# How important Is sex in Marriage?



## Dontknowhow2love (Aug 13, 2010)

When you are in a new marriage with a man and he is in every way a good husband but he just is not a good sex partner. You try your best to give him tips but he is just not very good at it. He is attractive physically even looks damn sexy but when the actual act is happening then it's just a clumsy mess. LOL sorry to say I keep telling myself that can this marriage survive this? I never tell him the truth about my disappointment because he trys so hard. I don't want to crush him or his self esteem so I continue to give tips and hopes that we will figure this all out.


----------



## malmale (Oct 5, 2010)

Dontknowhow2love said:


> When you are in a new marriage with a man and he is in every way a good husband but he just is not a good sex partner. You try your best to give him tips but he is just not very good at it. He is attractive physically even looks damn sexy but when the actual act is happening then it's just a clumsy mess. LOL sorry to say I keep telling myself that can this marriage survive this? I never tell him the truth about my disappointment because he trys so hard. I don't want to crush him or his self esteem so I continue to give tips and hopes that we will figure this all out.


y dont guide him instead of hinting? he may be trying too hard but not knowing which exact buttons to push, he may not achieve anything...


----------



## Nekko (Oct 13, 2009)

I think any person can learn to do anything well as long as he/she wants to and gets proper information on how to achieve that goal. This should answer your question of that marriage surviving. 

Having said that, people are complex and lack of confidence in anything can make them "a clumsy mess". Define clumsy mess.
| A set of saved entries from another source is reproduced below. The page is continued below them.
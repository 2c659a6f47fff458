//! Property-based tests for the bundled `State` implementations.
//!
//! - Round trip: perform then undo restores an identical state
//! - Enumeration consistency: after perform, every enumerated action is
//!   legal for the new player to move, and the set is empty only when the
//!   game is over

use gail_core::{Player, State};
use gail_search::games::{Connect4Action, Connect4State, TicTacToeState};
use proptest::prelude::*;
use proptest::test_runner::TestCaseError;
use rand::SeedableRng;
use rand_chacha::ChaCha8Rng;

// =============================================================================
// Strategies for generating test inputs
// =============================================================================

fn arb_seed() -> impl Strategy<Value = u64> {
    any::<u64>()
}

/// Number of random plies to play; long enough to end either game.
fn arb_plies() -> impl Strategy<Value = usize> {
    0usize..50
}

// =============================================================================
// Generic checks
// =============================================================================

/// Play random actions, undo them all in reverse and compare every
/// intermediate state with a snapshot taken before the action.
fn check_round_trip<S>(seed: u64, plies: usize) -> Result<(), TestCaseError>
where
    S: State + PartialEq,
{
    let mut rng = ChaCha8Rng::seed_from_u64(seed);
    let mut state = S::new_game();
    let mut history = Vec::new();

    for _ in 0..plies {
        let Some(action) = state.random_legal_action(&mut rng) else {
            break;
        };
        let snapshot = state.clone();
        let token = state.perform(action);
        prop_assert_eq!(token.ply(), state.ply());
        history.push((action, token, snapshot));
    }

    while let Some((action, token, snapshot)) = history.pop() {
        state.try_undo(action, token).map_err(|e| TestCaseError::fail(e.to_string()))?;
        prop_assert_eq!(&state, &snapshot);
    }
    prop_assert_eq!(state, S::new_game());
    Ok(())
}

/// After each random action, every enumerated action must be accepted by a
/// checked perform on a copy, the enumeration has no duplicates, and it is
/// empty exactly when the state is terminal.
fn check_enumeration<S: State>(seed: u64, plies: usize) -> Result<(), TestCaseError> {
    let mut rng = ChaCha8Rng::seed_from_u64(seed);
    let mut state = S::new_game();

    for _ in 0..plies {
        let Some(action) = state.random_legal_action(&mut rng) else {
            break;
        };
        let mover = state.current_player();
        state.perform(action);
        prop_assert_eq!(state.current_player(), state.player_after(mover));

        let actions = state.legal_actions();
        prop_assert_eq!(actions.is_empty(), state.is_terminal());

        let mut unique = actions.clone();
        unique.sort_by_key(|a| format!("{:?}", a));
        unique.dedup();
        prop_assert_eq!(unique.len(), actions.len(), "duplicate actions in {:?}", actions);

        for &next in &actions {
            let mut copy = state.clone();
            prop_assert!(copy.try_perform(next).is_ok(), "{:?} rejected", next);
        }
    }
    Ok(())
}

// =============================================================================
// Round trip
// =============================================================================

proptest! {
    #[test]
    fn prop_tictactoe_round_trip(seed in arb_seed(), plies in arb_plies()) {
        check_round_trip::<TicTacToeState>(seed, plies)?;
    }

    #[test]
    fn prop_connect4_round_trip(seed in arb_seed(), plies in arb_plies()) {
        check_round_trip::<Connect4State>(seed, plies)?;
    }
}

// =============================================================================
// Enumeration consistency
// =============================================================================

proptest! {
    #[test]
    fn prop_tictactoe_enumeration(seed in arb_seed(), plies in arb_plies()) {
        check_enumeration::<TicTacToeState>(seed, plies)?;
    }

    #[test]
    fn prop_connect4_enumeration(seed in arb_seed(), plies in arb_plies()) {
        check_enumeration::<Connect4State>(seed, plies)?;
    }

    /// Connect Four actions always belong to the player to move
    #[test]
    fn prop_connect4_actions_for_current_player(seed in arb_seed(), plies in arb_plies()) {
        let mut rng = ChaCha8Rng::seed_from_u64(seed);
        let mut state = Connect4State::new_game();

        for _ in 0..plies {
            let Some(action) = state.random_legal_action(&mut rng) else {
                break;
            };
            state.perform(action);
            let player = state.current_player();
            for next in state.legal_actions() {
                prop_assert_eq!(next.player(), player);
            }
        }
    }
}

#[test]
fn test_action_for_wrong_player_is_rejected() {
    let mut state = Connect4State::new_game();
    let result = state.try_perform(Connect4Action::new(Player::Two, 3));
    assert!(result.is_err());
    assert_eq!(state, Connect4State::new_game());
}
What do you want and what's missing? 

Some people, when they love someone, they're very intimidated by their partner because there's a lot of responsibility involved in getting things right and offering the best experience possible to them...not sure if that's your husband but saying it anyway. 

Sex is important in a marriage but different people will find it more or less important than other things like love, companionship, respect, understanding.


----------



## MsLonely (Sep 23, 2010)

Dontknowhow2love said:


> When you are in a new marriage with a man and he is in every way a good husband but he just is not a good sex partner. You try your best to give him tips but he is just not very good at it. He is attractive physically even looks damn sexy but when the actual act is happening then it's just a clumsy mess. LOL sorry to say I keep telling myself that can this marriage survive this? I never tell him the truth about my disappointment because he trys so hard. I don't want to crush him or his self esteem so I continue to give tips and hopes that we will figure this all out.


Re: How important Is sex in Marriage? More important than marriage. 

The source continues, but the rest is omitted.